3 Results and discussion

3.1 Physicochemical analysis of the synthesized NS-composite

Figure 2(a) showcases the FTIR spectra of the As(iii)OI/I-PNMP composite (red) compared to the I2/I-PNMP system (black), highlighting vibrational modes that indicate successful structural and chemical interactions within the composite matrix. The I2/I-PNMP spectrum reveals characteristic absorption bands at 886, 1,051, 1,142, and 1,404 cm⁻¹, attributable to out-of-plane bending vibrations and C═C stretching associated with substituted aromatic amine structures. The bands observed around 1,311 and 3,409 cm⁻¹ correspond to C–N stretching and N–H stretching vibrations [18], signifying the integrity of the PNMP polymer backbone and its amine functionalities. These characteristics represent the fundamental vibrational profile of the iodine-doped polymer system. Upon incorporating as (iii)OI into the I-PNMP matrix, distinct spectral changes manifest in the composite spectrum. Notably, the absorption band at 1,051 cm⁻¹ shows a slight shift and a significant decrease in intensity. This indicates interaction or coordination between the arsenic species and the electron-donating groups (likely nitrogen or oxygen atoms) of the PNMP chains. Additionally, a new, prominent band at 1,529 cm⁻¹ appears solely in the composite, likely corresponding to As–O stretching or asymmetric vibrational modes, further validating the successful integration of arsenic oxide species. In the higher wavenumber region (3,000–3,500 cm⁻1), subtle shifts in N–H stretching vibrations are noted – from 3,409 cm⁻1 in I2/I-PNMP to 3,411 cm⁻1 in the composite – along with the emergence of a new band at 3,128 cm⁻¹ [19]. These alterations suggest potential hydrogen bonding or coordination between the PNMP matrix and hydroxyl/oxide groups derived from As(iii)OI. These spectral modifications provide compelling evidence for the chemical integration of As(iii)OI within the I2/I-PNMP framework, enhancing the material’s structural complexity and potential functional capabilities in catalytic or adsorption applications. A distinct spectral feature appears at 885 cm⁻¹, where the band intensity shows a significant reduction after the composite is formed. This reduction arises from the incorporation of the inorganic As(iii)OI phase into the polymer framework, which modifies the local vibrational environment associated with this mode. Similar shifts and intensity changes in low-wavenumber bands have also been reported in previous studies [14,15].

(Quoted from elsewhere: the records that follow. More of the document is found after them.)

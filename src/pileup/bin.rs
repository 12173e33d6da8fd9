//! Fixed-grid flattening.
//!
//! Output windows are bins `[k*bin_size, (k+1)*bin_size)`. A queued
//! window contributes to each bin it touches the fraction of its own
//! signal located there: `score * overlap / own_length`. Summing a
//! window's contributions across the bins it touches reconstructs its
//! full original score, so this is a read-splitting policy, not a
//! bin-coverage policy.
//!
//! A bin is complete once the input frontier passes its right edge;
//! `add_window` emits all newly completed bins, `flush` emits every bin
//! still touched by queued input.

use crate::error::{PileupError, Result};
use crate::interval::ScoredInterval;
use crate::pileup::pending::PendingQueue;
use crate::pileup::{PileupFlattener, SortGuard};
use crate::score::ScoreOperation;

/// Flattener emitting fixed-width, grid-aligned output.
#[derive(Debug)]
pub struct BinFlattener {
    operation: ScoreOperation,
    bin_size: i64,
    queue: PendingQueue,
    guard: SortGuard,
    /// Start of the first bin not yet emitted.
    next_bin: Option<i64>,
}

impl BinFlattener {
    /// Create a fixed-grid flattener. The bin size must be positive.
    pub fn new(operation: ScoreOperation, bin_size: i64) -> Result<Self> {
        if bin_size < 1 {
            return Err(PileupError::InvalidBinSize(bin_size));
        }
        Ok(Self {
            operation,
            bin_size,
            queue: PendingQueue::new(),
            guard: SortGuard::new(),
            next_bin: None,
        })
    }

    pub fn operation(&self) -> ScoreOperation {
        self.operation
    }

    pub fn bin_size(&self) -> i64 {
        self.bin_size
    }

    /// Emit every bin that completes below `limit` (`None` means the
    /// end of the chromosome).
    fn flatten_to(&mut self, limit: Option<i64>) -> Result<Vec<ScoredInterval>> {
        let first_start = match self.queue.front() {
            Some(front) => front.start,
            None => return Ok(Vec::new()),
        };
        let bin = self.bin_size;
        let max_stop = self.queue.max_stop().unwrap_or(first_start);

        // Bins strictly before the frontier's bin are complete; on
        // flush, every bin touched by queued input completes.
        let end = match limit {
            Some(p) => bin_floor(p, bin),
            None => bin_ceil(max_stop, bin),
        };

        // Bins before the earliest live window have no contributors;
        // jump over them instead of scanning sparse gaps bin by bin.
        let base = bin_floor(first_start, bin);
        let mut cur = self.next_bin.unwrap_or(base).max(base);

        let mut out = Vec::new();
        let mut partials: Vec<f64> = Vec::new();
        while cur < end && cur < max_stop {
            let hi = cur + bin;
            partials.clear();
            for window in self.queue.iter() {
                let overlap = window.range_overlap(cur, hi);
                if overlap > 0 {
                    partials.push(window.score * overlap as f64 / window.len() as f64);
                }
            }
            if !partials.is_empty() {
                out.push(ScoredInterval::new(
                    cur,
                    hi,
                    self.operation.combine(&partials)?,
                ));
            }
            cur = hi;
        }

        self.next_bin = Some(end.max(cur));
        self.queue.evict_expired(end);
        Ok(out)
    }
}

impl PileupFlattener for BinFlattener {
    fn add_window(&mut self, window: ScoredInterval) -> Result<Vec<ScoredInterval>> {
        self.guard.check(window.start)?;
        let out = self.flatten_to(Some(window.start))?;
        self.queue.push(window);
        Ok(out)
    }

    fn flush(&mut self) -> Result<Vec<ScoredInterval>> {
        let out = self.flatten_to(None)?;
        self.queue.clear();
        Ok(out)
    }
}

#[inline]
fn bin_floor(pos: i64, bin: i64) -> i64 {
    pos.div_euclid(bin) * bin
}

#[inline]
fn bin_ceil(pos: i64, bin: i64) -> i64 {
    let floored = bin_floor(pos, bin);
    if floored == pos {
        floored
    } else {
        floored + bin
    }
}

Figure 2 Chemical and optical characterization of the As(iii)OI/I-PNMP composite: (a) FTIR spectrum and (b) XRD pattern illustrate the structural and compositional features, while (c) UV–Vis absorption spectrum and (d) Tauc plot provide insights into the optical absorbance behavior and bandgap estimation, respectively.
Figure 2

Chemical and optical characterization of the As(iii)OI/I-PNMP composite: (a) FTIR spectrum and (b) XRD pattern illustrate the structural and compositional features, while (c) UV–Vis absorption spectrum and (d) Tauc plot provide insights into the optical absorbance behavior and bandgap estimation, respectively.

The synthesized As(iii)OI/I-PNMP NS-composite’s structural and physicochemical properties were extensively analyzed through XRD, as shown in Figure 2(b). The XRD pattern reveals essential information about the material’s crystallinity and phase composition. Notably, there is a significant increase in the XRD intensity of the As(iii)OI/I-PNMP NS composite compared to the I2/I-PNMP complex, indicating improved optical behavior. This suggests that the material has a heightened capacity for photon absorption, which is vital for its use in photoactive devices.

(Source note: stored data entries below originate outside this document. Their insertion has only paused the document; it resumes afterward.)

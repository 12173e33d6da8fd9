//! Property checks for the flattening strategies on synthetic tracks.
//!
//! Covers the structural guarantees callers rely on: non-overlapping
//! output, exact coverage preservation for boundary flattening, score
//! mass preservation for binned sum flattening, insensitivity to tie
//! order among equal starts, and flush idempotence.

use plateau_genomics::generate::{generate_tracks, GenerateConfig};
use plateau_genomics::pileup::flatten_tracks;
use plateau_genomics::{FlattenConfig, PileupFlattener, ScoreOperation, ScoredInterval};

fn dense_config(seed: u64) -> GenerateConfig {
    // Small span + many windows = heavy overlap.
    GenerateConfig {
        chromosome_count: 4,
        chromosome_size: 20_000,
        windows_per_chromosome: 800,
        min_length: 10,
        max_length: 400,
        zero_fraction: 0.1,
        seed,
        ..GenerateConfig::default()
    }
}

/// Snap scores to integers so that summation order cannot introduce
/// floating-point differences.
fn integer_scores(tracks: &mut [Vec<ScoredInterval>]) {
    for track in tracks {
        for window in track {
            window.score = window.score.round();
        }
    }
}

/// Merge a start-sorted window list into its union of covered ranges.
fn covered_union(windows: &[ScoredInterval]) -> Vec<(i64, i64)> {
    let mut union: Vec<(i64, i64)> = Vec::new();
    for window in windows {
        match union.last_mut() {
            Some((_, stop)) if window.start <= *stop => *stop = (*stop).max(window.stop),
            _ => union.push((window.start, window.stop)),
        }
    }
    union
}

#[test]
fn test_flattened_output_is_sorted_and_non_overlapping() {
    let tracks = generate_tracks(&dense_config(7));

    for op in [
        ScoreOperation::Sum,
        ScoreOperation::Average,
        ScoreOperation::Min,
        ScoreOperation::Max,
    ] {
        for config in [
            FlattenConfig::boundary(op),
            FlattenConfig::binned(op, 128),
        ] {
            let flat = flatten_tracks(config, tracks.clone()).unwrap();
            for chromosome in &flat {
                for window in chromosome {
                    assert!(window.start < window.stop);
                }
                for pair in chromosome.windows(2) {
                    assert!(
                        pair[0].stop <= pair[1].start,
                        "overlapping output: {} then {}",
                        pair[0],
                        pair[1]
                    );
                }
            }
        }
    }
}

#[test]
fn test_boundary_flattening_preserves_coverage() {
    let tracks = generate_tracks(&dense_config(11));
    let flat = flatten_tracks(FlattenConfig::boundary(ScoreOperation::Sum), tracks.clone())
        .unwrap();

    for (raw, flattened) in tracks.iter().zip(&flat) {
        assert_eq!(covered_union(raw), covered_union(flattened));
    }
}

#[test]
fn test_binned_sum_preserves_score_mass() {
    let mut tracks = generate_tracks(&dense_config(13));
    integer_scores(&mut tracks);
    let raw_mass: f64 = tracks.iter().flatten().map(|w| w.score).sum();

    for bin_size in [1, 7, 64, 1000] {
        let flat = flatten_tracks(
            FlattenConfig::binned(ScoreOperation::Sum, bin_size),
            tracks.clone(),
        )
        .unwrap();
        let flat_mass: f64 = flat.iter().flatten().map(|w| w.score).sum();
        assert!(
            (flat_mass - raw_mass).abs() < 1e-6 * raw_mass.abs().max(1.0),
            "bin size {}: mass {} != {}",
            bin_size,
            flat_mass,
            raw_mass
        );
    }
}

#[test]
fn test_isolated_window_splits_to_its_own_score() {
    for (start, stop, score) in [(3, 40, 12.0), (0, 5, 1.5), (99, 300, -7.0)] {
        for bin_size in [1, 7, 10, 256] {
            let flat = flatten_tracks(
                FlattenConfig::binned(ScoreOperation::Sum, bin_size),
                vec![vec![ScoredInterval::new(start, stop, score)]],
            )
            .unwrap();
            let total: f64 = flat[0].iter().map(|w| w.score).sum();
            assert!(
                (total - score).abs() < 1e-9,
                "bin size {bin_size}: split of ({start},{stop},{score}) sums to {total}"
            );
        }
    }
}

/// Coordinates must match exactly; scores up to summation-order noise.
fn assert_equivalent(a: &[Vec<ScoredInterval>], b: &[Vec<ScoredInterval>]) {
    assert_eq!(a.len(), b.len());
    for (ca, cb) in a.iter().zip(b) {
        assert_eq!(ca.len(), cb.len());
        for (wa, wb) in ca.iter().zip(cb) {
            assert_eq!((wa.start, wa.stop), (wb.start, wb.stop));
            assert!(
                (wa.score - wb.score).abs() <= 1e-9 * wa.score.abs().max(1.0),
                "score mismatch at [{}, {}): {} vs {}",
                wa.start,
                wa.stop,
                wa.score,
                wb.score
            );
        }
    }
}

#[test]
fn test_tie_order_does_not_change_output() {
    let mut tracks = generate_tracks(&dense_config(17));
    integer_scores(&mut tracks);
    // Snap starts to a coarse grid to force runs of equal starts.
    for track in &mut tracks {
        for window in track.iter_mut() {
            window.start = (window.start / 500) * 500;
        }
    }

    // A second valid ordering: each run of equal starts reversed.
    let mut reordered = tracks.clone();
    for track in &mut reordered {
        let mut lo = 0;
        while lo < track.len() {
            let mut hi = lo + 1;
            while hi < track.len() && track[hi].start == track[lo].start {
                hi += 1;
            }
            track[lo..hi].reverse();
            lo = hi;
        }
    }

    for config in [
        FlattenConfig::boundary(ScoreOperation::Sum),
        FlattenConfig::boundary(ScoreOperation::Max),
        FlattenConfig::binned(ScoreOperation::Sum, 100),
    ] {
        let a = flatten_tracks(config, tracks.clone()).unwrap();
        let b = flatten_tracks(config, reordered.clone()).unwrap();
        assert_equivalent(&a, &b);
    }
}

#[test]
fn test_flush_is_idempotent_for_both_strategies() {
    for config in [
        FlattenConfig::boundary(ScoreOperation::Sum),
        FlattenConfig::binned(ScoreOperation::Sum, 50),
    ] {
        let mut flattener = config.build().unwrap();
        flattener
            .add_window(ScoredInterval::new(10, 120, 2.0))
            .unwrap();
        flattener
            .add_window(ScoredInterval::new(60, 200, 3.0))
            .unwrap();

        assert!(!flattener.flush().unwrap().is_empty());
        assert!(flattener.flush().unwrap().is_empty());
        assert!(flattener.flush().unwrap().is_empty());
    }
}

#[test]
fn test_unsorted_window_fails_without_corrupting_state() {
    let mut flattener = FlattenConfig::boundary(ScoreOperation::Sum).build().unwrap();
    flattener
        .add_window(ScoredInterval::new(5, 10, 1.0))
        .unwrap();
    assert!(flattener.add_window(ScoredInterval::new(3, 8, 1.0)).is_err());

    assert_eq!(
        flattener.flush().unwrap(),
        vec![ScoredInterval::new(5, 10, 1.0)]
    );
}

Upon exposure to light, the absorbed photons transfer their energy to free electrons, elevating them into an excited state characterized by increased kinetic energy. This energy transfer mechanism is fundamental to the material’s photoresponsivity, thus significantly influencing its sensitivity to incident light. The crystalline characteristics of As(iii)OI/I-PNMP NS composite are further validated by identifying distinct diffraction peaks, which confirm the presence of various crystal planes.

In the case of the As(iii)OI phase, a total of eight diffraction peaks were observed at 2θ values of 19.3° (corresponding to the (111) plane), 21.7° ((115) plane), 25.1° ((042) plane), 27.5° ((310) plane), 31.6° ((222) plane), 39.4° ((511) plane), 42.3° ((257) plane), and 44.3° ((444) plane), as referenced in JCPDS card 23-1519 [20]. Similarly, the iodide phase displayed prominent peaks at 30.4°, 33.4°, 36.0°, 42.3°, and 45.3°, thus confirming the integration of iodide within the composite matrix [21]. The PNMP polymer indicated diffraction peaks at 21.7° and 25.1°, signifying its structural contribution to the hybrid composite. The presence of both iodide and PNMP in the synthesized material was further substantiated by comparison with the I2/I-PNMP complex, thereby ensuring the successful formation of the targeted NS composite.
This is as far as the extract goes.